Regardless of what happened in 1921, Jardine's conflicts with Australia solidified after he was selected to tour the country in 1928–29. He began the tour with three consecutive hundreds. During the first century, the crowd engaged in some good-natured joking at Jardine's expense, but he was jeered by the crowd during his second hundred for batting too slowly. Jardine accelerated after another slow start, during which he was again barracked to score his third century. The crowds took an increasing dislike to him, mainly for his superior attitude and bearing, his awkward fielding, and particularly his choice of headwear. His first public action in South Australia was to take out the members of the South Australian team who had been to Oxford or Cambridge Universities. Then, he wore a Harlequin cap, given to successful cricketers at Oxford. It was not unusual for Oxford and Cambridge cricketers to wear similar caps while batting, as both Jardine and MCC captain Percy Chapman did so on this tour, although it was slightly unorthodox to wear them while fielding. However, this was neither understood nor acceptable to the Australian crowds. They quickly took exception to the importance he seemed to place on class distinction. Although Jardine may simply have worn the cap out of superstition, it conveyed a negative impression to the spectators; his general demeanour drew one comment of "Where's the butler to carry the bat for you?" Jardine's cap became a focus for criticism and mockery from the crowds throughout the tour. Nevertheless, Jack Fingleton later claimed that Jardine could have won over the crowd by exchanging jokes or pleasantries with them. It is certain that Jardine by this stage had developed an intense dislike for Australian crowds. During his third century at the start of the tour, during a period of abuse from the spectators, he observed to a sympathetic Hunter Hendry that "All Australians are uneducated, and an unruly mob". After the innings, when teammate Patsy Hendren remarked that the Australian crowds did not like Jardine, he replied "It's fucking mutual". During the tour, Jardine fielded next to the crowd on the boundary. There, he was roundly abused and mocked for his awkward fielding, particularly when chasing the ball. On one occasion, he spat towards the crowd while fielding on the boundary as he changed position for the final time.

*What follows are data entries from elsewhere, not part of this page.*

pub mod entities;

pub use entities::{ClassUser, ClassUserRole, EnrolledStudent, EnrollmentStatus};
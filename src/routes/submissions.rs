use actix_web::{HttpRequest, HttpResponse, web};

use crate::errors::GradebookError;
use crate::middlewares::{self, RequireJWT};
use crate::models::common::ApiResponse;
use crate::models::grades::GradeSubmissionRequest;
use crate::models::submissions::SubmissionContent;
use crate::services::{GradeService, SubmissionService};

// 提交作业（截止前可覆盖）
pub async fn submit_assignment(
    req: HttpRequest,
    service: web::Data<SubmissionService>,
    path: web::Path<i64>,
    body: web::Json<SubmissionContent>,
) -> Result<HttpResponse, GradebookError> {
    let actor = RequireJWT::actor(&req)?;
    let resp = service
        .submit_assignment(&actor, path.into_inner(), body.into_inner())
        .await?;
    let message = if resp.resubmitted {
        "提交已更新"
    } else {
        "提交成功"
    };
    Ok(HttpResponse::Ok().json(ApiResponse::success(resp, message)))
}

// 评分
pub async fn grade_submission(
    req: HttpRequest,
    service: web::Data<GradeService>,
    path: web::Path<i64>,
    body: web::Json<GradeSubmissionRequest>,
) -> Result<HttpResponse, GradebookError> {
    let actor = RequireJWT::actor(&req)?;
    let resp = service
        .grade_submission(&actor, path.into_inner(), body.into_inner())
        .await?;
    Ok(HttpResponse::Ok().json(ApiResponse::success(resp, "评分成功")))
}

// 配置路由
pub fn configure_submissions_routes(cfg: &mut web::ServiceConfig) {
    cfg.service(
        web::scope("/api/v1/submissions")
            .wrap(middlewares::RequireJWT)
            .service(web::resource("/{id}/grade").route(web::post().to(grade_submission))),
    );
}
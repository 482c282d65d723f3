use tracing::info;

use super::AssignmentService;
use crate::access::{AccessTarget, Actor, Operation};
use crate::errors::{GradebookError, Result};
use crate::events::{AuditAction, AuditEntry, NotificationEvent};
use crate::models::assignments::{Assignment, CreateAssignmentRequest, NewAssignment};
use crate::utils::validate::{validate_max_points, validate_title};

pub async fn create_assignment(
    service: &AssignmentService,
    actor: &Actor,
    req: CreateAssignmentRequest,
) -> Result<Assignment> {
    let ctx = &service.ctx;

    validate_title(&req.title).map_err(GradebookError::validation)?;
    validate_max_points(req.max_points).map_err(GradebookError::validation)?;

    if ctx.storage.get_class_by_id(req.class_id).await?.is_none() {
        return Err(GradebookError::not_found("班级不存在"));
    }

    ctx.authorize(
        actor,
        Operation::CreateAssignment,
        AccessTarget::Class(req.class_id),
        GradebookError::UnauthorizedClassAccess,
    )
    .await?;

    let now = ctx.clock.now();
    if req.due_date <= now {
        return Err(GradebookError::due_date_must_be_future(
            "截止时间必须晚于当前时间",
        ));
    }

    let assignment = ctx
        .storage
        .create_assignment(NewAssignment {
            class_id: req.class_id,
            teacher_id: actor.id,
            title: req.title.trim().to_string(),
            description: req.description,
            due_date: req.due_date,
            max_points: req.max_points,
            assignment_type: req.assignment_type.unwrap_or_default(),
            created_at: now,
        })
        .await?;

    info!(
        assignment_id = assignment.id,
        class_id = assignment.class_id,
        teacher_id = actor.id,
        "作业已创建"
    );

    ctx.events.notify(NotificationEvent::AssignmentCreated {
        assignment_id: assignment.id,
        class_id: assignment.class_id,
        title: assignment.title.clone(),
        due_date: assignment.due_date,
    });
    ctx.events.audit(AuditEntry::new(
        AuditAction::AssignmentCreate,
        actor.id,
        serde_json::json!({
            "assignment_id": assignment.id,
            "class_id": assignment.class_id,
            "due_date": assignment.due_date,
        }),
    ));

    Ok(assignment)
}
/// 标准等级表，按最低百分比降序排列
pub const DEFAULT_SCALE: [(&str, f64); 13] = [
    ("A+", 97.0),
    ("A", 93.0),
    ("A-", 90.0),
    ("B+", 87.0),
    ("B", 83.0),
    ("B-", 80.0),
    ("C+", 77.0),
    ("C", 73.0),
    ("C-", 70.0),
    ("D+", 67.0),
    ("D", 63.0),
    ("D-", 60.0),
    ("F", 0.0),
];

/// 按标准等级表映射百分比
pub fn letter_grade(percentage: f64) -> &'static str {
    letter_grade_with(percentage, &DEFAULT_SCALE)
}

/// 按给定等级表映射百分比
///
/// 顺序扫描，返回第一个最低分不超过 `percentage` 的等级；都不满足时返回 "F"。
pub fn letter_grade_with<'a>(percentage: f64, scale: &[(&'a str, f64)]) -> &'a str {
    scale
        .iter()
        .find(|(_, min)| percentage >= *min)
        .map(|(letter, _)| *letter)
        .unwrap_or("F")
}

/// 等级对应的绩点，未知等级为 0
pub fn gpa_points(letter: &str) -> f64 {
    match letter {
        "A+" | "A" => 4.0,
        "A-" => 3.7,
        "B+" => 3.3,
        "B" => 3.0,
        "B-" => 2.7,
        "C+" => 2.3,
        "C" => 2.0,
        "C-" => 1.7,
        "D+" => 1.3,
        "D" => 1.0,
        "D-" => 0.7,
        _ => 0.0,
    }
}

#[cfg(test)]
mod tests {
    use super::*;

    fn rank(letter: &str) -> usize {
        DEFAULT_SCALE
            .iter()
            .position(|(l, _)| *l == letter)
            .unwrap()
    }

    #[test]
    fn test_letter_grade_bounds() {
        assert_eq!(letter_grade(100.0), "A+");
        assert_eq!(letter_grade(0.0), "F");
        assert_eq!(letter_grade(97.0), "A+");
        assert_eq!(letter_grade(96.99), "A");
        assert_eq!(letter_grade(90.0), "A-");
        assert_eq!(letter_grade(59.99), "F");
    }

    #[test]
    fn test_letter_grade_negative_falls_back_to_f() {
        assert_eq!(letter_grade(-5.0), "F");
    }

    #[test]
    fn test_letter_grade_is_monotonic() {
        let mut previous = rank(letter_grade(100.0));
        let mut p = 100.0;
        while p >= 0.0 {
            let current = rank(letter_grade(p));
            assert!(current >= previous, "scale went up at {p}");
            previous = current;
            p -= 0.25;
        }
    }

    #[test]
    fn test_custom_scale() {
        let pass_fail = [("P", 50.0), ("NP", 0.0)];
        assert_eq!(letter_grade_with(75.0, &pass_fail), "P");
        assert_eq!(letter_grade_with(10.0, &pass_fail), "NP");
        assert_eq!(letter_grade_with(10.0, &[("P", 50.0)]), "F");
    }

    #[test]
    fn test_gpa_points() {
        assert_eq!(gpa_points("A+"), 4.0);
        assert_eq!(gpa_points("A"), 4.0);
        assert_eq!(gpa_points("B-"), 2.7);
        assert_eq!(gpa_points("D-"), 0.7);
        assert_eq!(gpa_points("F"), 0.0);
        assert_eq!(gpa_points("Z"), 0.0);
    }
}
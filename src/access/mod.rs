//! 访问控制
//!
//! 每个入口在读写数据之前都通过 [`AccessGate`] 做一次检查，授权策略只在这里定义。
//! 管理员总是放行。

mod class_gate;

pub use class_gate::ClassMembershipGate;

use serde::Serialize;

use crate::errors::Result;
use crate::models::users::UserRole;

/// 发起操作的用户
#[derive(Debug, Clone, Copy, PartialEq, Eq)]
pub struct Actor {
    pub id: i64,
    pub role: UserRole,
}

impl Actor {
    pub fn new(id: i64, role: UserRole) -> Self {
        Self { id, role }
    }
}

#[derive(Debug, Clone, Copy, PartialEq, Eq)]
pub enum Operation {
    CreateAssignment,
    UpdateAssignment,
    DeleteAssignment,
    ViewAssignment,
    SubmitAssignment,
    GradeSubmission,
    ViewReport,
    ViewStudentSummary,
}

/// 被访问的资源
#[derive(Debug, Clone, Copy, PartialEq, Eq)]
pub enum AccessTarget {
    /// 班级本身
    Class(i64),
    /// 班级下由 `owner_id` 布置的作业
    Assignment { class_id: i64, owner_id: i64 },
    /// 班级中的某个学生
    Student { class_id: i64, student_id: i64 },
}

impl AccessTarget {
    pub fn class_id(&self) -> i64 {
        match *self {
            AccessTarget::Class(class_id) => class_id,
            AccessTarget::Assignment { class_id, .. } => class_id,
            AccessTarget::Student { class_id, .. } => class_id,
        }
    }
}

#[derive(Debug, Clone, Copy, PartialEq, Eq, Serialize)]
#[serde(rename_all = "snake_case")]
pub enum DenialReason {
    NotOwner,
    NotEnrolled,
    InsufficientRole,
}

impl std::fmt::Display for DenialReason {
    fn fmt(&self, f: &mut std::fmt::Formatter<'_>) -> std::fmt::Result {
        match self {
            DenialReason::NotOwner => write!(f, "not_owner"),
            DenialReason::NotEnrolled => write!(f, "not_enrolled"),
            DenialReason::InsufficientRole => write!(f, "insufficient_role"),
        }
    }
}

#[derive(Debug, Clone, Copy, PartialEq, Eq)]
pub enum AccessDecision {
    Allow,
    Deny(DenialReason),
}

impl AccessDecision {
    pub fn is_allowed(&self) -> bool {
        matches!(self, AccessDecision::Allow)
    }
}

/// 访问检查，无副作用
#[async_trait::async_trait]
pub trait AccessGate: Send + Sync {
    async fn check(
        &self,
        actor: &Actor,
        operation: Operation,
        target: AccessTarget,
    ) -> Result<AccessDecision>;
}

During the journey to Australia, some players reported that Jardine told them to hate the Australians in order to defeat them, while instructing them to refer to Bradman as "the little bastard." At this stage, he seemed to have settled on leg theory, if not full bodyline, as his main tactic.

Once the team arrived in Australia, Jardine quickly alienated the press by refusing to give team details before a match and being uncooperative during interviews. The press printed some negative stories as a result and the crowds barracked as they had done on his previous tour, which made him angry.